Sarah Morrison is an early career planetary scientist at Penn State University, but moving to Missouri State University for a teaching position. She looks to NExSS as an invaluable network to meet collaborators and keep on the cutting edge of her field.
Sarah Morrison is an early career planetary scientist at Penn State University, but moving to Missouri State University for a teaching position. She looks to NExSS as an invaluable network to meet collaborators and keep on the cutting edge of her field.Image credit: Many Worlds.

For Morrison, NExSS is an avenue for keeping her research vibrant.

“I’m going to a smaller institution, with not so many people doing exoplanets,” she told me. “For me to remain active in the field and work, and to have the collaborators I need to open possibilities for students working with me, this type of network can be very important – on the research side and education side.”

She said that it isn’t always easy to find scientists whose work overlaps with hers, but that at the NExSS meeting it was easy.

“I can definitely see projects down the line as a result of conversations I had with those folks,” she said. “And developing collaborations now is very important to me.”
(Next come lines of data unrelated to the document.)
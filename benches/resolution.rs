use std::sync::Arc;

use criterion::{BenchmarkId, Criterion, black_box, criterion_group, criterion_main};

use phpantom_analyzer::codebase::Codebase;
use phpantom_analyzer::config::AnalyzerConfig;
use phpantom_analyzer::context::FileSource;
use phpantom_analyzer::issue::IssueSettings;
use phpantom_analyzer::scenario::parse_static_call;
use phpantom_analyzer::ttype::parse_union;
use phpantom_analyzer::types::{ClassInfo, ClassKind, MethodInfo};
use phpantom_analyzer::{Analyzer, Project};

/// A `Model` root with `depth` levels of subclasses below it, the
/// deepest named `Leaf`.
fn hierarchy(depth: usize) -> Codebase {
    let codebase = Codebase::new();
    codebase.add_class(
        ClassInfo::new("Model", ClassKind::Class)
            .with_method(MethodInfo::new("query").with_static(true).with_return_type(parse_union("static"))),
    );
    let mut parent = "Model".to_string();
    for level in 0..depth {
        let name = if level + 1 == depth {
            "Leaf".to_string()
        } else {
            format!("Level{level}")
        };
        codebase.add_class(ClassInfo::new(name.clone(), ClassKind::Class).with_parent(parent));
        parent = name;
    }
    codebase
}

fn bench_inherited_lookup(c: &mut Criterion) {
    let mut group = c.benchmark_group("inherited_static_call");
    let call = parse_static_call("Leaf::query()").unwrap_or_else(|err| panic!("{err}"));

    for depth in [1usize, 8, 32] {
        let project = Arc::new(Project::new(hierarchy(depth), AnalyzerConfig::default()));
        group.bench_with_input(BenchmarkId::from_parameter(depth), &depth, |b, _| {
            let mut analyzer = Analyzer::new(Arc::clone(&project), FileSource::new("bench.php"), IssueSettings::default());
            b.iter(|| {
                let mut ctx = project.context(None);
                black_box(analyzer.analyze_static_call(black_box(&call), &mut ctx))
            });
        });
    }
    group.finish();
}

fn bench_union_fan_out(c: &mut Criterion) {
    let mut group = c.benchmark_group("union_receiver");
    let call = parse_static_call("$cls::query()").unwrap_or_else(|err| panic!("{err}"));

    for width in [2usize, 16] {
        let codebase = hierarchy(1);
        let names: Vec<String> = (0..width).map(|i| format!("Variant{i}")).collect();
        for name in &names {
            codebase.add_class(ClassInfo::new(name.clone(), ClassKind::Class).with_parent("Model"));
        }
        let receiver = parse_union(&names.join("|"));
        let project = Arc::new(Project::new(codebase, AnalyzerConfig::default()));

        group.bench_with_input(BenchmarkId::from_parameter(width), &width, |b, _| {
            let mut analyzer = Analyzer::new(Arc::clone(&project), FileSource::new("bench.php"), IssueSettings::default());
            b.iter(|| {
                let mut ctx = project.context(None);
                ctx.set_var("$cls", receiver.clone());
                black_box(analyzer.analyze_static_call(black_box(&call), &mut ctx))
            });
        });
    }
    group.finish();
}

criterion_group!(benches, bench_inherited_lookup, bench_union_fan_out);
criterion_main!(benches);
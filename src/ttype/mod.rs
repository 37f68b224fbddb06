//! Union and atomic types.
//!
//! This is the small type engine the resolver works with: a receiver or
//! return type is a [`Union`] of [`Atomic`] variants.  Only the variants
//! the static-call core needs to tell apart are modelled; everything the
//! core does not care about collapses to `Mixed`.
//!
//! # Submodules
//!
//! - [`parse`]: PHPDoc-style type strings (`Collection<int, User>|null`)
//!   to [`Union`].
//! - [`template`]: template bindings ([`TemplateResult`]), template
//!   substitution and `self` / `static` / `parent` flesh-out.

mod parse;
mod template;

use std::fmt;

pub use parse::{parse_union, parse_union_with_templates};
pub use template::TemplateResult;

use crate::types::fqcn_key;

/// A class type, optionally carrying generic arguments and intersection
/// constraints (`Foo<int>&Bar`).
#[derive(Debug, Clone, PartialEq, Eq, Hash)]
pub struct NamedObject {
    /// Case-preserved class name without a leading `\`.  The placeholders
    /// `self`, `static`, `parent` and `$this` are stored verbatim until
    /// [`Union::flesh_out`] replaces them.
    pub name: String,
    /// Generic arguments, in declaration order of the class templates.
    pub type_params: Vec<Union>,
    /// Intersection types attached to the same value.
    pub extra_types: Vec<NamedObject>,
}

impl NamedObject {
    pub fn new(name: impl Into<String>) -> Self {
        let name = name.into();
        let name = name.strip_prefix('\\').map(str::to_string).unwrap_or(name);
        Self {
            name,
            type_params: Vec::new(),
            extra_types: Vec::new(),
        }
    }

    pub fn with_type_params(mut self, type_params: Vec<Union>) -> Self {
        self.type_params = type_params;
        self
    }

    pub fn with_extra_types(mut self, extra_types: Vec<NamedObject>) -> Self {
        self.extra_types = extra_types;
        self
    }

    /// Whether this is one of the late-bound placeholders.
    pub fn is_placeholder(&self) -> bool {
        matches!(
            self.name.to_ascii_lowercase().as_str(),
            "self" | "static" | "parent" | "$this"
        )
    }
}

/// One disjunct of a [`Union`].
#[derive(Debug, Clone, PartialEq, Eq, Hash)]
pub enum Atomic {
    NamedObject(NamedObject),
    /// `class-string` or `class-string<Foo>`.
    ClassString { as_type: Option<Box<NamedObject>> },
    /// `Foo::class`.
    LiteralClassString(String),
    /// A template parameter `T`, declared on `defining_entity`, bounded by
    /// `as_type` (mixed when unbounded).
    TemplateParam {
        name: String,
        defining_entity: String,
        as_type: Box<Union>,
    },
    Mixed,
    Object,
    String,
    NumericString,
    LiteralString(String),
    Int,
    LiteralInt(i64),
    Float,
    Bool,
    True,
    False,
    Null,
    Void,
    Never,
    Array { key: Box<Union>, value: Box<Union> },
    List(Box<Union>),
}

impl Atomic {
    pub fn named(name: impl Into<String>) -> Self {
        Atomic::NamedObject(NamedObject::new(name))
    }

    pub fn is_mixed(&self) -> bool {
        matches!(self, Atomic::Mixed)
    }

    pub fn is_object_like(&self) -> bool {
        matches!(self, Atomic::NamedObject(_) | Atomic::Object)
    }

    pub fn is_string_like(&self) -> bool {
        matches!(
            self,
            Atomic::String
                | Atomic::NumericString
                | Atomic::LiteralString(_)
                | Atomic::ClassString { .. }
                | Atomic::LiteralClassString(_)
        )
    }
}

impl fmt::Display for NamedObject {
    fn fmt(&self, f: &mut fmt::Formatter<'_>) -> fmt::Result {
        f.write_str(&self.name)?;
        if !self.type_params.is_empty() {
            f.write_str("<")?;
            for (i, param) in self.type_params.iter().enumerate() {
                if i > 0 {
                    f.write_str(", ")?;
                }
                write!(f, "{param}")?;
            }
            f.write_str(">")?;
        }
        for extra in &self.extra_types {
            write!(f, "&{extra}")?;
        }
        Ok(())
    }
}

impl fmt::Display for Atomic {
    fn fmt(&self, f: &mut fmt::Formatter<'_>) -> fmt::Result {
        match self {
            Atomic::NamedObject(object) => write!(f, "{object}"),
            Atomic::ClassString { as_type: None } => f.write_str("class-string"),
            Atomic::ClassString { as_type: Some(object) } => write!(f, "class-string<{object}>"),
            Atomic::LiteralClassString(name) => write!(f, "{name}::class"),
            Atomic::TemplateParam { name, .. } => f.write_str(name),
            Atomic::Mixed => f.write_str("mixed"),
            Atomic::Object => f.write_str("object"),
            Atomic::String => f.write_str("string"),
            Atomic::NumericString => f.write_str("numeric-string"),
            Atomic::LiteralString(value) => write!(f, "'{value}'"),
            Atomic::Int => f.write_str("int"),
            Atomic::LiteralInt(value) => write!(f, "{value}"),
            Atomic::Float => f.write_str("float"),
            Atomic::Bool => f.write_str("bool"),
            Atomic::True => f.write_str("true"),
            Atomic::False => f.write_str("false"),
            Atomic::Null => f.write_str("null"),
            Atomic::Void => f.write_str("void"),
            Atomic::Never => f.write_str("never"),
            Atomic::Array { key, value } => write!(f, "array<{key}, {value}>"),
            Atomic::List(value) => write!(f, "list<{value}>"),
        }
    }
}

/// A union of atomic types.
#[derive(Debug, Clone, PartialEq, Eq, Hash)]
pub struct Union {
    types: Vec<Atomic>,
    /// Set when nullable-receiver diagnostics are suppressed for this value
    /// (e.g. after a `@psalm-ignore-nullable-return` source).
    pub ignore_nullable_issues: bool,
    /// Whether the type came from a docblock rather than a native hint.
    pub from_docblock: bool,
}

impl Union {
    pub fn new(types: Vec<Atomic>) -> Self {
        let mut union = Self {
            types: Vec::with_capacity(types.len()),
            ignore_nullable_issues: false,
            from_docblock: false,
        };
        for atomic in types {
            union.push(atomic);
        }
        if union.types.is_empty() {
            union.types.push(Atomic::Mixed);
        }
        union
    }

    pub fn from_atomic(atomic: Atomic) -> Self {
        Self::new(vec![atomic])
    }

    pub fn named(name: impl Into<String>) -> Self {
        Self::from_atomic(Atomic::named(name))
    }

    pub fn mixed() -> Self {
        Self::from_atomic(Atomic::Mixed)
    }

    pub fn with_ignore_nullable_issues(mut self, ignore: bool) -> Self {
        self.ignore_nullable_issues = ignore;
        self
    }

    pub fn types(&self) -> &[Atomic] {
        &self.types
    }

    fn push(&mut self, atomic: Atomic) {
        if !self.types.contains(&atomic) {
            self.types.push(atomic);
        }
    }

    pub fn is_mixed(&self) -> bool {
        self.types.iter().any(Atomic::is_mixed)
    }

    /// Whether any atomic is an object type.
    pub fn has_object(&self) -> bool {
        self.types.iter().any(Atomic::is_object_like)
    }

    pub fn is_nullable(&self) -> bool {
        self.types.iter().any(|t| matches!(t, Atomic::Null))
    }

    pub fn is_single(&self) -> bool {
        self.types.len() == 1
    }

    /// Whether any atomic (recursively) is a template parameter.
    pub fn has_template(&self) -> bool {
        self.types.iter().any(|atomic| match atomic {
            Atomic::TemplateParam { .. } => true,
            Atomic::NamedObject(object) => object.type_params.iter().any(Union::has_template),
            Atomic::Array { key, value } => key.has_template() || value.has_template(),
            Atomic::List(value) => value.has_template(),
            _ => false,
        })
    }

    /// The named-object atomics of this union, in order.
    pub fn named_objects(&self) -> impl Iterator<Item = &NamedObject> {
        self.types.iter().filter_map(|t| match t {
            Atomic::NamedObject(object) => Some(object),
            _ => None,
        })
    }

    /// Every class name referenced anywhere in this type, including
    /// generic arguments and intersection parts.
    pub fn referenced_classes(&self) -> Vec<String> {
        let mut out = Vec::new();
        self.collect_referenced_classes(&mut out);
        out
    }

    fn collect_referenced_classes(&self, out: &mut Vec<String>) {
        fn from_object(object: &NamedObject, out: &mut Vec<String>) {
            if !object.is_placeholder() {
                out.push(object.name.clone());
            }
            for param in &object.type_params {
                param.collect_referenced_classes(out);
            }
            for extra in &object.extra_types {
                from_object(extra, out);
            }
        }

        for atomic in &self.types {
            match atomic {
                Atomic::NamedObject(object) => from_object(object, out),
                Atomic::ClassString { as_type: Some(object) } => from_object(object, out),
                Atomic::LiteralClassString(name) => out.push(name.clone()),
                Atomic::Array { key, value } => {
                    key.collect_referenced_classes(out);
                    value.collect_referenced_classes(out);
                }
                Atomic::List(value) => value.collect_referenced_classes(out),
                _ => {}
            }
        }
    }

    /// Union-combine two types.  `mixed` absorbs everything; otherwise the
    /// atomics of both sides are merged with duplicates removed.
    pub fn combine(a: &Union, b: &Union) -> Union {
        if a.is_mixed() || b.is_mixed() {
            return Union::mixed();
        }
        let mut combined = a.clone();
        for atomic in &b.types {
            combined.push(atomic.clone());
        }
        combined.ignore_nullable_issues = a.ignore_nullable_issues && b.ignore_nullable_issues;
        combined.from_docblock = a.from_docblock || b.from_docblock;
        combined
    }

    /// Same as [`Union::combine`] for an optional accumulator.
    pub fn combine_into(acc: Option<Union>, next: &Union) -> Union {
        match acc {
            Some(acc) => Union::combine(&acc, next),
            None => next.clone(),
        }
    }

    /// Return a copy with every atomic passed through `f`.
    pub(crate) fn map_atomics(&self, mut f: impl FnMut(&Atomic) -> Vec<Atomic>) -> Union {
        let mut types = Vec::with_capacity(self.types.len());
        for atomic in &self.types {
            types.extend(f(atomic));
        }
        Union {
            ignore_nullable_issues: self.ignore_nullable_issues,
            from_docblock: self.from_docblock,
            ..Union::new(types)
        }
    }

    /// Remove atomics for which `keep` returns `false`.  Returns `None`
    /// when nothing survives.
    pub fn filter(&self, keep: impl Fn(&Atomic) -> bool) -> Option<Union> {
        let types: Vec<Atomic> = self.types.iter().filter(|t| keep(t)).cloned().collect();
        if types.is_empty() {
            return None;
        }
        Some(Union {
            ignore_nullable_issues: self.ignore_nullable_issues,
            from_docblock: self.from_docblock,
            ..Union::new(types)
        })
    }

    /// Whether the union mentions `class_name` (case-insensitive) as a
    /// top-level named object.
    pub fn has_named(&self, class_name: &str) -> bool {
        let key = fqcn_key(class_name);
        self.named_objects().any(|o| fqcn_key(&o.name) == key)
    }
}

impl From<Atomic> for Union {
    fn from(atomic: Atomic) -> Self {
        Union::from_atomic(atomic)
    }
}

impl fmt::Display for Union {
    fn fmt(&self, f: &mut fmt::Formatter<'_>) -> fmt::Result {
        for (i, atomic) in self.types.iter().enumerate() {
            if i > 0 {
                f.write_str("|")?;
            }
            write!(f, "{atomic}")?;
        }
        Ok(())
    }
}

#[cfg(test)]
mod tests {
    use super::*;

    #[test]
    fn combine_dedupes_and_keeps_order() {
        let a = Union::new(vec![Atomic::Int, Atomic::Null]);
        let b = Union::new(vec![Atomic::String, Atomic::Int]);
        assert_eq!(Union::combine(&a, &b).to_string(), "int|null|string");
    }

    #[test]
    fn combine_with_mixed_is_mixed() {
        let a = Union::named("Foo");
        assert!(Union::combine(&a, &Union::mixed()).is_mixed());
    }

    #[test]
    fn display_generic_and_intersection() {
        let object = NamedObject::new("\\App\\Collection")
            .with_type_params(vec![Union::from(Atomic::Int), Union::named("User")])
            .with_extra_types(vec![NamedObject::new("Countable")]);
        assert_eq!(
            Union::from(Atomic::NamedObject(object)).to_string(),
            "App\\Collection<int, User>&Countable"
        );
    }

    #[test]
    fn referenced_classes_skip_placeholders() {
        let object = NamedObject::new("Box").with_type_params(vec![Union::named("static")]);
        let union = Union::new(vec![Atomic::NamedObject(object), Atomic::LiteralClassString("Foo".into())]);
        assert_eq!(union.referenced_classes(), vec!["Box".to_string(), "Foo".to_string()]);
    }
}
As described by Voytek and other NExSS leaders, another major focus of the group has been to encourage NASA headquarters to embrace some of the interdisciplinary approach they practice and are convinced is necessary.

This is part of a much longer effort by Voytek and other to include the search for life beyond Earth in the missions large and small that NASA develops. There was certainly resistance at times, but the agency has, in the past decade, made that search an increasingly central NASA goal.

As described by NExSS leader (or “Jedi”) Dawn Gelino, deputy director of the agency’s Exoplanet Science Institute, NASA headquarters has responded in other ways as well, and in recent months made two of its major research grant programs interdivisional.

That means scientists from quite different but nonetheless related disciplines can — for the first time — together propose projects for funding by those NASA programs. Thomas Zurbuchen, NASA’s associate administrator of the Science Mission Directorate, has been forceful in his support for this kind of approach.

“As a result of NExSS, we are definitely making a difference at headquarters in terms of the structure of teams responding to calls for proposals,” Gelino said.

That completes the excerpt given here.